With all these factors contributing to the continued growth of retail clinics, internists may wonder if there is anything they can do to both retain their patients and improve continuity of care. “I think any practice needs to explain what their policy or plan is to try to provide after-hours access or care so that patients don't feel the need to go to one of these because they're unable to reach their physician or someone covering for them,” Dr. McLean said.

It also behooves internists to keep after-hours care options in-house, perhaps through facilities that are part of the same network or a larger group, which likely uses the same electronic health record, he said.

“I personally, and I think doctors in my group, have specifically tried to steer people toward the facilities that we think are most appropriate for them to go to if they need to off-hours, and I think in many cases we do need to have these kinds of available options so that people aren't unnecessarily going to the ER,” Dr. McLean said.

Primary care physicians are already responsible for coordinating services provided by their specialty colleagues, nursing visits, case managers, and social workers, so retail clinicians are simply additional participants in care delivery, Dr.
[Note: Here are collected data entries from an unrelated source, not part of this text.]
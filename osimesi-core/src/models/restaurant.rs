use chrono::{DateTime, Utc};
use serde::{Deserialize, Serialize};
use std::fmt;
use thiserror::Error;

/// A latitude/longitude pair on the map.
#[derive(Debug, Clone, Copy, PartialEq, Serialize, Deserialize)]
pub struct Location {
    pub lat: f64,
    pub lng: f64,
}

impl Location {
    pub fn new(lat: f64, lng: f64) -> Self {
        Self { lat, lng }
    }

    pub fn is_finite(&self) -> bool {
        self.lat.is_finite() && self.lng.is_finite()
    }
}

impl fmt::Display for Location {
    fn fmt(&self, f: &mut fmt::Formatter<'_>) -> fmt::Result {
        write!(f, "({:.6}, {:.6})", self.lat, self.lng)
    }
}

/// A saved restaurant entry.
///
/// `id` and `created_at` are assigned once at creation and never change.
/// `is_favorite` defaults to false when loading records persisted before
/// the field existed.
#[derive(Debug, Clone, PartialEq, Serialize, Deserialize)]
pub struct Restaurant {
    pub id: String,
    pub name: String,
    pub photo_url: String,
    pub memo: String,
    pub location: Location,
    pub created_at: DateTime<Utc>,
    #[serde(default)]
    pub is_favorite: bool,
}

impl fmt::Display for Restaurant {
    fn fmt(&self, f: &mut fmt::Formatter<'_>) -> fmt::Result {
        let star = if self.is_favorite { " *" } else { "" };
        writeln!(f, "{}{}", self.name, star)?;
        writeln!(f, "{}", "=".repeat(self.name.len()))?;
        writeln!(f, "Location: {}", self.location)?;
        writeln!(f, "Saved: {}", self.created_at.format("%Y-%m-%d %H:%M"))?;

        if !self.memo.is_empty() {
            writeln!(f, "\nMemo: {}", self.memo)?;
        }

        Ok(())
    }
}

/// Photo supplied with a draft.
///
/// The local backend stores `Inline` data verbatim and encodes `Upload`
/// bytes into a data URL. The remote backend sends `Upload` bytes as a
/// multipart file attachment.
#[derive(Debug, Clone, PartialEq)]
pub enum Photo {
    /// Already-encoded image data (a data URL).
    Inline(String),
    /// Raw image bytes to be uploaded at creation time.
    Upload { file_name: String, bytes: Vec<u8> },
}

impl Photo {
    pub fn is_empty(&self) -> bool {
        match self {
            Photo::Inline(data) => data.is_empty(),
            Photo::Upload { bytes, .. } => bytes.is_empty(),
        }
    }
}

/// User-supplied fields of a restaurant prior to id/timestamp assignment.
#[derive(Debug, Clone)]
pub struct RestaurantDraft {
    pub name: String,
    pub photo: Photo,
    pub memo: String,
    pub location: Location,
}

impl RestaurantDraft {
    pub fn new(name: impl Into<String>, photo: Photo, location: Location) -> Self {
        Self {
            name: name.into(),
            photo,
            memo: String::new(),
            location,
        }
    }

    pub fn with_memo(mut self, memo: impl Into<String>) -> Self {
        self.memo = memo.into();
        self
    }

    /// Checks the creation requirements: a non-blank name, a photo, and
    /// finite coordinates.
    pub fn validate(&self) -> Result<(), ValidationError> {
        if self.name.trim().is_empty() {
            return Err(ValidationError::EmptyName);
        }
        if self.photo.is_empty() {
            return Err(ValidationError::MissingPhoto);
        }
        if !self.location.is_finite() {
            return Err(ValidationError::InvalidLocation);
        }
        Ok(())
    }
}

/// Errors for drafts that fail the creation requirements.
#[derive(Error, Debug, Clone, Copy, PartialEq, Eq)]
pub enum ValidationError {
    #[error("Restaurant name cannot be empty")]
    EmptyName,

    #[error("A photo is required")]
    MissingPhoto,

    #[error("Location coordinates must be finite numbers")]
    InvalidLocation,
}

#[cfg(test)]
mod tests {
    use super::*;

    fn draft() -> RestaurantDraft {
        RestaurantDraft::new(
            "Ramen Yokocho",
            Photo::Inline("data:image/png;base64,AAAA".to_string()),
            Location::new(35.6812, 139.7671),
        )
    }

    #[test]
    fn test_valid_draft() {
        assert!(draft().validate().is_ok());
    }

    #[test]
    fn test_empty_name_rejected() {
        let mut d = draft();
        d.name = "   ".to_string();
        assert_eq!(d.validate(), Err(ValidationError::EmptyName));
    }

    #[test]
    fn test_missing_photo_rejected() {
        let mut d = draft();
        d.photo = Photo::Inline(String::new());
        assert_eq!(d.validate(), Err(ValidationError::MissingPhoto));

        d.photo = Photo::Upload {
            file_name: "x.jpg".to_string(),
            bytes: Vec::new(),
        };
        assert_eq!(d.validate(), Err(ValidationError::MissingPhoto));
    }

    #[test]
    fn test_nonfinite_location_rejected() {
        let mut d = draft();
        d.location = Location::new(f64::NAN, 139.0);
        assert_eq!(d.validate(), Err(ValidationError::InvalidLocation));

        d.location = Location::new(35.0, f64::INFINITY);
        assert_eq!(d.validate(), Err(ValidationError::InvalidLocation));
    }

    #[test]
    fn test_with_memo() {
        let d = draft().with_memo("best tsukemen in town");
        assert_eq!(d.memo, "best tsukemen in town");
    }

    #[test]
    fn test_is_favorite_defaults_on_load() {
        // Records saved before the favorite flag existed have no such field.
        let json = r#"{
            "id": "1700000000000",
            "name": "Old Place",
            "photo_url": "data:image/png;base64,AAAA",
            "memo": "",
            "location": { "lat": 35.0, "lng": 139.0 },
            "created_at": "2023-11-14T22:13:20Z"
        }"#;

        let parsed: Restaurant = serde_json::from_str(json).unwrap();
        assert!(!parsed.is_favorite);
    }

    #[test]
    fn test_restaurant_json_roundtrip() {
        let restaurant = Restaurant {
            id: "42".to_string(),
            name: "Sushi Dai".to_string(),
            photo_url: "https://example.com/media/sushi.jpg".to_string(),
            memo: "go early".to_string(),
            location: Location::new(35.6654, 139.7707),
            created_at: Utc::now(),
            is_favorite: true,
        };

        let json = serde_json::to_string(&restaurant).unwrap();
        let parsed: Restaurant = serde_json::from_str(&json).unwrap();
        assert_eq!(parsed, restaurant);
    }

    #[test]
    fn test_restaurant_display() {
        let restaurant = Restaurant {
            id: "1".to_string(),
            name: "Curry House".to_string(),
            photo_url: "x".to_string(),
            memo: "lunch set".to_string(),
            location: Location::new(35.0, 139.0),
            created_at: Utc::now(),
            is_favorite: true,
        };

        let output = format!("{}", restaurant);
        assert!(output.contains("Curry House *"));
        assert!(output.contains("lunch set"));
    }
}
Hwang said.

“If what I predict actually comes true, it means that primary care doctors provide less and less of the mundane, cookie-cutter-type care that can be provided by somewhere else more cheaply and more conveniently. And if it can be done that way, why would primary care doctors want to stand in the way of that? ... I think it would be the wrong stance to say that it's making it too complicated; it's making it too fragmented. It's really our responsibility to make sure that that doesn't happen,” he said.

Although medical training remains disconnected from the retail environment, these clinics may become a training ground for future internists, said Dr. Nash. “I'm not aware of an academic medical center having a medical training experience in a retail setting, but I would predict we will see an ambulatory physician training experience focused in a retail setting sometime, definitely in the next 3 years.”